Stanley, arriving much later in Zanzibar in 1870 to begin his search for Livingstone, who had not been heard of for months, Ladha was still around, “a venerable-looking old man, with a shrewd intelligent face …” and he calls him “the great Ludha Damji.”

  But who was Ladha really? Was he tall or short, thin or fat? Did he have a family? We don’t know. He died in 1871.

  The Bhatias originate in Sindh and Rajasthan. Muhammad Ali Jinnah, the founder of Pakistan, was from this caste, though a Khoja. (The difference was the practice of faith.) The Khojas and the Hindu Bhatias were the two largest groups of Asians on the East African coast.

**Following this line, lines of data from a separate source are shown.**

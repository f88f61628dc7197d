//! Skill scoring: pluggable, trait-based scorer that measures a resume against
//! the skills a job profile requires.
//!
//! Default: `KeywordSkillScorer` (pure-Rust, deterministic, fully testable).
//! `AppState` holds an `Arc<dyn SkillScorer>`, so a model-backed scorer can be
//! swapped in without touching the handlers or the pipeline.

use async_trait::async_trait;

use crate::analysis::text::{count_mentions, ResumeText, Section};
use crate::errors::AppError;
use crate::models::analysis::SkillMatch;

// ────────────────────────────────────────────────────────────────────────────
// Trait definition
// ────────────────────────────────────────────────────────────────────────────

#[async_trait]
pub trait SkillScorer: Send + Sync {
    /// One `SkillMatch` per required skill, scores 0 – 100, in job order.
    async fn score_skills(
        &self,
        resume: &ResumeText,
        required_skills: &[String],
    ) -> Result<Vec<SkillMatch>, AppError>;

    /// How relevant the experience section is to the role, 0.0 – 1.0.
    async fn experience_relevance(
        &self,
        resume: &ResumeText,
        required_skills: &[String],
    ) -> Result<f64, AppError>;

    /// Short label for logs ("keyword", …).
    fn backend(&self) -> &'static str;
}

// ────────────────────────────────────────────────────────────────────────────
// KeywordSkillScorer
// ────────────────────────────────────────────────────────────────────────────

const LISTED_SKILL_SCORE: f64 = 100.0;
const MENTION_BASE_SCORE: f64 = 60.0;
const MENTION_STEP: f64 = 10.0;
const MENTION_CAP: f64 = 90.0;

/// Keyword scorer.
///
/// Per skill:
/// - listed in the skills section → 100
/// - mentioned elsewhere → 60, +10 per extra mention, capped at 90
/// - not mentioned → 0
///
/// Experience relevance is the fraction of required skills the experience
/// section mentions.
pub struct KeywordSkillScorer;

#[async_trait]
impl SkillScorer for KeywordSkillScorer {
    async fn score_skills(
        &self,
        resume: &ResumeText,
        required_skills: &[String],
    ) -> Result<Vec<SkillMatch>, AppError> {
        Ok(required_skills
            .iter()
            .map(|skill| SkillMatch {
                name: skill.clone(),
                match_score: keyword_skill_score(resume, skill),
            })
            .collect())
    }

    async fn experience_relevance(
        &self,
        resume: &ResumeText,
        required_skills: &[String],
    ) -> Result<f64, AppError> {
        Ok(keyword_relevance(
            resume.sections.get(Section::Experience),
            required_skills,
        ))
    }

    fn backend(&self) -> &'static str {
        "keyword"
    }
}

fn keyword_skill_score(resume: &ResumeText, skill: &str) -> f64 {
    if count_mentions(resume.sections.get(Section::Skills), skill) > 0 {
        return LISTED_SKILL_SCORE;
    }
    match count_mentions(&resume.cleaned, skill) {
        0 => 0.0,
        n => (MENTION_BASE_SCORE + MENTION_STEP * (n - 1) as f64).min(MENTION_CAP),
    }
}

fn keyword_relevance(experience: &str, required_skills: &[String]) -> f64 {
    if required_skills.is_empty() {
        return 0.0;
    }
    let covered = required_skills
        .iter()
        .filter(|skill| count_mentions(experience, skill) > 0)
        .count();
    covered as f64 / required_skills.len() as f64
}
use bytes::Bytes;

use crate::errors::AppError;

/// Turns uploaded document bytes into plain text.
/// Called from a blocking task: implementations may be CPU-heavy.
pub trait TextExtractor: Send + Sync {
    fn extract(&self, bytes: &Bytes) -> Result<String, AppError>;
}

pub struct PdfTextExtractor;

impl TextExtractor for PdfTextExtractor {
    fn extract(&self, bytes: &Bytes) -> Result<String, AppError> {
        pdf_extract::extract_text_from_mem(bytes).map_err(|e| {
            AppError::UnprocessableEntity(format!("Error extracting text from PDF: {e}"))
        })
    }
}

#[cfg(test)]
mod tests {
    use super::*;

    #[test]
    fn test_garbage_bytes_are_unprocessable() {
        let err = PdfTextExtractor
            .extract(&Bytes::from_static(b"definitely not a pdf"))
            .unwrap_err();
        match err {
            AppError::UnprocessableEntity(msg) => {
                assert!(msg.starts_with("Error extracting text from PDF"))
            }
            other => panic!("unexpected error: {other:?}"),
        }
    }
}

Tharia Topan, another great Zanzibari trader, who interacted with Stanley but had not yet reached his eminence in Burton’s time, was from the same caste and a Khoja as well.

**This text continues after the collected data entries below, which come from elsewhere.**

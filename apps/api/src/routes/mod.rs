pub mod health;

use axum::{
    extract::DefaultBodyLimit,
    routing::{delete, get, post},
    Router,
};

use crate::analysis::handlers as analysis;
use crate::state::AppState;
use crate::ui::handlers as pages;
use crate::upload::handlers as upload;

/// Room for multipart framing and the `job_id` field on top of the file itself.
const MULTIPART_OVERHEAD: usize = 64 * 1024;

pub fn build_router(state: AppState) -> Router {
    // Oversize files must reach validation to get a readable 400,
    // so the transport limit sits above the configured file limit.
    let body_limit = state
        .config
        .max_file_size
        .saturating_mul(2)
        .saturating_add(MULTIPART_OVERHEAD);

    Router::new()
        // HTML pages
        .route("/", get(pages::home_page))
        .route("/about", get(pages::about_page))
        .route("/analyze", post(pages::analyze_page))
        // JSON API
        .route("/health", get(health::health_handler))
        .route("/api/config", get(analysis::handle_get_config))
        .route("/api/jobs", get(analysis::handle_get_jobs))
        .route("/api/analyze", post(analysis::handle_analyze))
        .route("/api/upload", post(upload::handle_upload))
        .route("/api/upload/:filename", delete(upload::handle_delete_upload))
        .layer(DefaultBodyLimit::max(body_limit))
        .with_state(state)
}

  Says Stanley, “[The Indians] can produce scores of unconscionable rascals where they can show but one honest merchant. One of the honestest among men, white or black, red or yellow, is a Mohammedan Hindi called Tarya Topan … a proverb for honesty, and strict business integrity. He is enormously wealthy, owns several ships and dhows and is a prominent man in the councils of [Sultan] Barghash. Tarya has many children.…”

  Legend has it that Tharia came as a twelve-year-old runaway on a dhow from Kutch to Zanzibar and worked his way up. He always maintained good relations with the British consul. After Barghash’s unsuccessful attempt to snatch the throne away from his brother Majid following their father Seyyid Said’s death, he was advised by the British consul to leave the island. He went to Bombay accompanied by Tharia, who also later accompanied him to London, where he was described as a stout, fair-skinned man with a red-dyed beard, wearing a blue, embroidered robe. He was a philanthropist and Khoja mukhi (headman) for a while, and definitely more flamboyant and travelled than Ladha Damji, who had employed him as a young man. He was knighted by Queen Victoria in 1875 in London, apparently for helping the British government’s efforts to end the slave trade; his business dealings with the slave and ivory trader Tippu Tip, however, raise a question.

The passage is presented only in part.